Takahide Sakamoto from the National Institute of Information and Communication, in Tokoyo, Japan discussed time-lenses without using the word itself in tutorial, CMBB1, in “Optical Comb and Pulse Generation from CW Light.” Sakamoto showed impressive work on comb synthesis from CW light using electro-optic (EO) modulation. He demonstrated that EO phase modulation provides the most efficient way to move from CW light to the picosecond bandwidth regime. Higher order nonlinearities like chi-3 from fiber (EO is chi-2 process) can then be used to move bandwidth to femtosecond regime. Sakamoto stressed a clever biasing and driving technique using an itensity modulator that allowed truly flat comb spectra.

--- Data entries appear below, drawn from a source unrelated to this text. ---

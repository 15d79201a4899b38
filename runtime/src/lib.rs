//! # Gatepass Runtime
//!
//! The Store runtime that coordinates reducer execution and effect handling.
//!
//! ## Core Components
//!
//! - **Store**: manages state and executes effects
//! - **Effect Executor**: runs effect descriptions and feeds produced actions back
//! - **Action broadcast**: lets observers (tests, terminal UIs) watch the loop
//!
//! ## Example
//!
//! ```ignore
//! use gatepass_runtime::Store;
//!
//! let store = Store::new(ScannerState::default(), ScannerReducer, environment);
//!
//! store.send(ScannerAction::Start).await?;
//! let phase = store.state(|s| s.phase.clone()).await;
//! ```

use gatepass_core::{effect::Effect, reducer::Reducer};
use std::sync::Arc;
use std::sync::atomic::{AtomicUsize, Ordering};
use std::time::Duration;
use tokio::sync::{RwLock, watch};

/// Error types for the Store runtime
pub mod error {
    use thiserror::Error;

    /// Errors that can occur during Store operations
    #[derive(Error, Debug, Clone, PartialEq, Eq)]
    pub enum RuntimeError {
        /// Store is shutting down and rejecting new actions
        #[error("Store is shutting down")]
        ShutdownInProgress,

        /// Shutdown timed out with effects still running
        #[error("Shutdown timed out with {0} effects still running")]
        ShutdownTimeout(usize),

        /// No matching action was observed in time
        #[error("Timed out waiting for action")]
        Timeout,

        /// The action broadcast channel closed
        #[error("Action channel closed")]
        ChannelClosed,
    }
}

pub use error::RuntimeError;

/// Capacity of the action broadcast channel
pub const DEFAULT_BROADCAST_CAPACITY: usize = 64;

/// Handle for tracking effect completion
///
/// Returned by [`Store::send()`] to allow waiting for the effects started by
/// that action. Effects produced by feedback actions are not included.
///
/// # Example
///
/// ```ignore
/// let mut handle = store.send(ScannerAction::Start).await?;
/// handle.wait_with_timeout(Duration::from_secs(5)).await?;
/// ```
#[derive(Clone)]
pub struct EffectHandle {
    effects: Arc<AtomicUsize>,
    completion: watch::Receiver<()>,
}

Other work leveraging temporal imaging concepts were CMD1, “Tunable high-energy soliton pulse generation from a large-mode-area fiber pumped by a picosecond time-lens source,” from Chris Xu’s group at Cornell University and JTuI77, “Scalable 1.28-Tb/s Transmultiplexer Using a Time Lens” by Petrillo and Foster. The former used electro-optic modulation as the time-lens to generate a seed source from CW light for solition shifting. The latter used four-wave mixing as the time-lens mechanism in order to look at the Fourier transform of a data packet for high-speed time-division multiplexing to wavelength-division multiplexing conversion (just as a spatial lens can provide a Fourier transform of a spatial profile, a time-lens can give the power spectrum of a temporal profile). Note that the Xu group has also developed time-lens source for CARS microscopy.

Work from Andrew Weiner’s group also made use of time-lenes, CWN3, “Broadband, Spectrally Flat Frequency Combs and Short Pulse Sources from Phase modulated CW: Bandwidth Scaling and Flatness Enhancement using Cascaded FWM” and CFG6, “Microwave Photonic Filters with > 65-dB Sidelobe Suppression Using Directly Generated Broadband, Quasi–Gaussian Shaped Optical Frequency Combs.” These works used a front end similar to those shown by Sakamoto, but then added an assisted nonlinear enhancement to bandwidth by using four-wave mixing.

Finally, former CLEO Blogger, Kesnia Dolgaleva, authored CThHH6, “Integrated Temporal Fourier Transformer Based on Chirped Bragg Grating Waveguides” to show a compact, integrated Fourier Transformer, which though not a time-lens, is another device similarly based on space-time duality. This paper draws upon co-author Jose Azana’s previous fiber Bragg grating work, which is just one of many Azana’s contributions to the field of temporal imaging.

If you look hard enough, you can see time-lenses anywhere- all you need is a device that gives a quadratic phase in time to an optical wavefront (nonlinear frequency mixing, used everywhere in optics, is one technique that works well). However, the big advantage for recognizing a time-lens when you have one is that you can bring all of the knowledge of spatial imaging systems to your work with a simple change of variables.